Napolitano brings information sharing success to DHS post

Since Janet Napolitano took over as Homeland Security secretary in January, she has vocally pledged her support for efforts to share homeland security-related information and intelligence between state, local and federal authorities. Her emphasis on such sharing predates many of the current federally driven efforts to integrate state and local authorities into the national-intelligence apparatus.

Since Janet Napolitano took over as Homeland Security secretary in January, she has vocally pledged her support for efforts to share homeland security-related information and intelligence between state, local and federal authorities. Her emphasis on such sharing predates many of the current federally driven efforts to integrate state and local authorities into the national-intelligence apparatus.

Napolitano, who was elected governor of Arizona in 2002, oversaw the construction of one of the country’s first state and local intelligence fusion centers. In “Securing Arizona,” her homeland security strategy released in 2003, she called for the establishment of the center to be called Arizona Counter Terrorism Information Center (ACTIC).

Norm Beasley, one of the originators of the idea behind the ACTIC, said the center could not have been completed as quickly or been as successful without Napolitano’s help. The governor embraced the idea immediately and threw the power of her office into supporting it, he said.

Beasley, now a member of the Maricopa County Sheriff’s Department’s intelligence division, was serving in a leadership role with the intelligence division of the state’s Department of Public Safety when the ACTIC project began.

Napolitano also played a key role obtaining federal funding for the center, as the federal government was initially resistant to funding the ACTIC, Beasley said. The center opened in October 2004 at a cost of about $3.5 million for the first year.

Since that time, the federal government, through the Homeland Security Department, has spent hundreds of millions of dollars on the centers and a network of 70 fusion centers around the country has now developed.

Although the centers were designated by the Bush administration as a central node for sharing terrorism-related information across different levels of authorities, the ACTIC and many other centers focus on sharing all types of criminal and information related to potential hazards.

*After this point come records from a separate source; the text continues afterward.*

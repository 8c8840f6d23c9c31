use bevy::prelude::*;
use std::collections::HashMap;

use crate::portal::components::{
    ActivePortal, BlockPosition, BluePortal, OrangePortal, PortalColor,
};
use crate::portal::messages::{BlockActivated, PortalNotification};
use crate::portal::pair_state::{ActivePortalPair, PortalPair};
use crate::portal::registry::BlockEntityRegistry;
use crate::portal::settings::PortalSettings;

/// Notification suffix once the other color is active.
const JUMP_HINT: &str = "Jump on top to teleport!";

/// Suffix telling the player what completes the pathway given the other slot's state.
fn pathway_hint(other: PortalColor, other_active: bool) -> String {
    if other_active {
        JUMP_HINT.to_string()
    } else {
        other.activation_hint()
    }
}

/// Color of a block from its marker components. Blue wins if both are present.
fn block_color(blue: bool, orange: bool) -> Option<PortalColor> {
    match (blue, orange) {
        (true, _) => Some(PortalColor::Blue),
        (false, true) => Some(PortalColor::Orange),
        (false, false) => None,
    }
}

/// Activate portal blocks the player interacted with, superseding the previous endpoint of
/// the same color.
#[allow(clippy::too_many_arguments)]
pub fn handle_portal_activation(
    mut commands: Commands,
    mut activations: MessageReader<BlockActivated>,
    mut notifications: MessageWriter<PortalNotification>,
    settings: Res<PortalSettings>,
    registry: Res<BlockEntityRegistry>,
    handle: Res<PortalPair>,
    mut pairs: Query<&mut ActivePortalPair>,
    blocks: Query<(&BlockPosition, Has<BluePortal>, Has<OrangePortal>, Has<ActivePortal>)>,
) {
    let Ok(mut pair) = pairs.get_mut(handle.entity()) else {
        return;
    };
    // Tag changes issued this run; commands are not visible to `blocks` until applied.
    let mut tagged: HashMap<Entity, bool> = HashMap::new();

    for activation in activations.read() {
        let Ok((position, blue, orange, has_active)) = blocks.get(activation.block) else {
            continue;
        };
        let Some(color) = block_color(blue, orange) else {
            continue;
        };
        let other = color.other();
        let other_active = pair.slot(other).is_some();
        let mut notify = |text: String| {
            debug!("Notify {}: {text}", activation.player);
            if settings.notify_player {
                notifications.write(PortalNotification {
                    player: activation.player,
                    text,
                });
            }
        };

        let is_active = tagged.get(&activation.block).copied().unwrap_or(has_active);
        if is_active {
            notify(format!(
                "This portal is already activated. {}",
                pathway_hint(other, other_active)
            ));
            continue;
        }

        if let Some(previous) = pair.slot(color) {
            match registry.entity_at(previous) {
                Some(entity) => {
                    if let Ok(mut previous_block) = commands.get_entity(entity) {
                        previous_block.try_remove::<ActivePortal>();
                    }
                    tagged.insert(entity, false);
                }
                None => debug!("No block at stale {color:?} portal position {previous}"),
            }
        }

        commands.entity(activation.block).try_insert(ActivePortal);
        tagged.insert(activation.block, true);
        notify(format!(
            "Activated {} Portal. {}",
            color.display_name(),
            pathway_hint(other, other_active)
        ));

        pair.set(color, position.0);
        info!("{} Portal Location: {}", color.display_name(), position.0);
    }
}

#[cfg(test)]
mod tests {
    use bevy::prelude::*;

    use crate::portal::test_support::{
        activate, is_active, notifications, pair, spawn_block, spawn_player, test_app,
    };
    use crate::portal::{ActivePortalPair, PortalColor};

    /// Verify activating a blue block records it and asks for an orange one.
    #[test]
    fn first_blue_activation_records_position() {
        let mut app = test_app();
        let player = spawn_player(&mut app, Vec3::new(50.0, 50.0, 50.0));
        let blue = spawn_block(&mut app, IVec3::new(0, 5, 0), PortalColor::Blue);
        app.update();

        activate(&mut app, blue, player);
        app.update();

        assert!(is_active(&app, blue));
        assert_eq!(pair(&app).blue, Some(IVec3::new(0, 5, 0)));
        assert_eq!(pair(&app).orange, None);
        assert_eq!(
            notifications(&app),
            vec!["Activated Blue Portal. Activate an Orange Portal to complete pathway."]
        );
    }

    /// Verify a second blue activation untags the first blue block.
    #[test]
    fn new_blue_supersedes_previous_blue() {
        let mut app = test_app();
        let player = spawn_player(&mut app, Vec3::new(50.0, 50.0, 50.0));
        let first = spawn_block(&mut app, IVec3::new(0, 5, 0), PortalColor::Blue);
        let second = spawn_block(&mut app, IVec3::new(4, 5, 0), PortalColor::Blue);
        app.update();

        activate(&mut app, first, player);
        app.update();
        activate(&mut app, second, player);
        app.update();

        assert!(!is_active(&app, first));
        assert!(is_active(&app, second));
        assert_eq!(pair(&app).blue, Some(IVec3::new(4, 5, 0)));
    }

    /// Verify re-activating an active block only notifies.
    #[test]
    fn reactivation_is_a_notifying_no_op() {
        let mut app = test_app();
        let player = spawn_player(&mut app, Vec3::new(50.0, 50.0, 50.0));
        let blue = spawn_block(&mut app, IVec3::new(0, 5, 0), PortalColor::Blue);
        let orange = spawn_block(&mut app, IVec3::new(10, 5, 10), PortalColor::Orange);
        app.update();

        activate(&mut app, blue, player);
        activate(&mut app, orange, player);
        app.update();
        let before = pair(&app);

        activate(&mut app, orange, player);
        app.update();

        assert_eq!(pair(&app), before);
        assert!(is_active(&app, orange));
        assert_eq!(
            notifications(&app).last().map(String::as_str),
            Some("This portal is already activated. Jump on top to teleport!")
        );
    }

    /// Verify the already-active hint reflects an empty other slot.
    #[test]
    fn reactivation_without_partner_asks_for_partner() {
        let mut app = test_app();
        let player = spawn_player(&mut app, Vec3::new(50.0, 50.0, 50.0));
        let orange = spawn_block(&mut app, IVec3::new(10, 5, 10), PortalColor::Orange);
        app.update();

        activate(&mut app, orange, player);
        app.update();
        activate(&mut app, orange, player);
        app.update();

        assert_eq!(
            notifications(&app).last().map(String::as_str),
            Some("This portal is already activated. Activate a Blue Portal to complete pathway.")
        );
    }

    /// Verify only one block per color stays tagged across a burst of activations.
    #[test]
    fn at_most_one_active_block_per_color() {
        let mut app = test_app();
        let player = spawn_player(&mut app, Vec3::new(50.0, 50.0, 50.0));
        let blues: Vec<Entity> = (0..3)
            .map(|i| spawn_block(&mut app, IVec3::new(i * 3, 5, 0), PortalColor::Blue))
            .collect();
        let oranges: Vec<Entity> = (0..3)
            .map(|i| spawn_block(&mut app, IVec3::new(i * 3, 5, 9), PortalColor::Orange))
            .collect();
        app.update();

        // Same-tick bursts and revisits of earlier blocks.
        for &block in [blues[0], oranges[1], blues[2], blues[0]].iter() {
            activate(&mut app, block, player);
        }
        app.update();
        for &block in [oranges[2], blues[1], oranges[0]].iter() {
            activate(&mut app, block, player);
            app.update();
        }

        let active_blues: Vec<Entity> =
            blues.iter().copied().filter(|&b| is_active(&app, b)).collect();
        let active_oranges: Vec<Entity> =
            oranges.iter().copied().filter(|&b| is_active(&app, b)).collect();
        assert_eq!(active_blues, vec![blues[1]]);
        assert_eq!(active_oranges, vec![oranges[0]]);
        assert_eq!(
            pair(&app),
            ActivePortalPair {
                blue: Some(IVec3::new(3, 5, 0)),
                orange: Some(IVec3::new(0, 5, 9)),
            }
        );
    }

    /// Verify a stale stored position that resolves to no block is skipped.
    #[test]
    fn stale_previous_position_is_ignored() {
        let mut app = test_app();
        let player = spawn_player(&mut app, Vec3::new(50.0, 50.0, 50.0));
        app.world_mut().spawn(ActivePortalPair {
            blue: Some(IVec3::new(-7, 0, -7)),
            orange: None,
        });
        let blue = spawn_block(&mut app, IVec3::new(0, 5, 0), PortalColor::Blue);
        app.update();

        activate(&mut app, blue, player);
        app.update();

        assert!(is_active(&app, blue));
        assert_eq!(pair(&app).blue, Some(IVec3::new(0, 5, 0)));
    }

    /// Verify non-portal blocks are ignored.
    #[test]
    fn plain_blocks_are_ignored() {
        let mut app = test_app();
        let player = spawn_player(&mut app, Vec3::new(50.0, 50.0, 50.0));
        let plain = app
            .world_mut()
            .spawn(crate::portal::BlockPosition(IVec3::new(1, 1, 1)))
            .id();
        app.update();

        activate(&mut app, plain, player);
        app.update();

        assert!(!is_active(&app, plain));
        assert_eq!(pair(&app), ActivePortalPair::default());
        assert!(notifications(&app).is_empty());
    }
}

Proponents argue that focusing on all threats allows the centers to be most successful, because often it’s impossible to know right away is a particular crime is linked to terrorism. But, some of the centers’ critics say taking such a broad focus represents a mission creep for the centers and that proper oversight is lacking.

It appears the centers have a friend in Napolitano, and the Obama administration in general.

“What I will be advocating as the Secretary of Homeland Security is that fusion centers are the centerpiece of state and local information-gathering and sharing for us across the country,” Napolitano told fusion-center directors, law enforcement officers and others earlier this month at the National Fusion Center Conference in Kansas City, Mo.

An overview of President Barack Obama’s fiscal 2010 budget request released last month also pledged support for homeland security information-sharing efforts.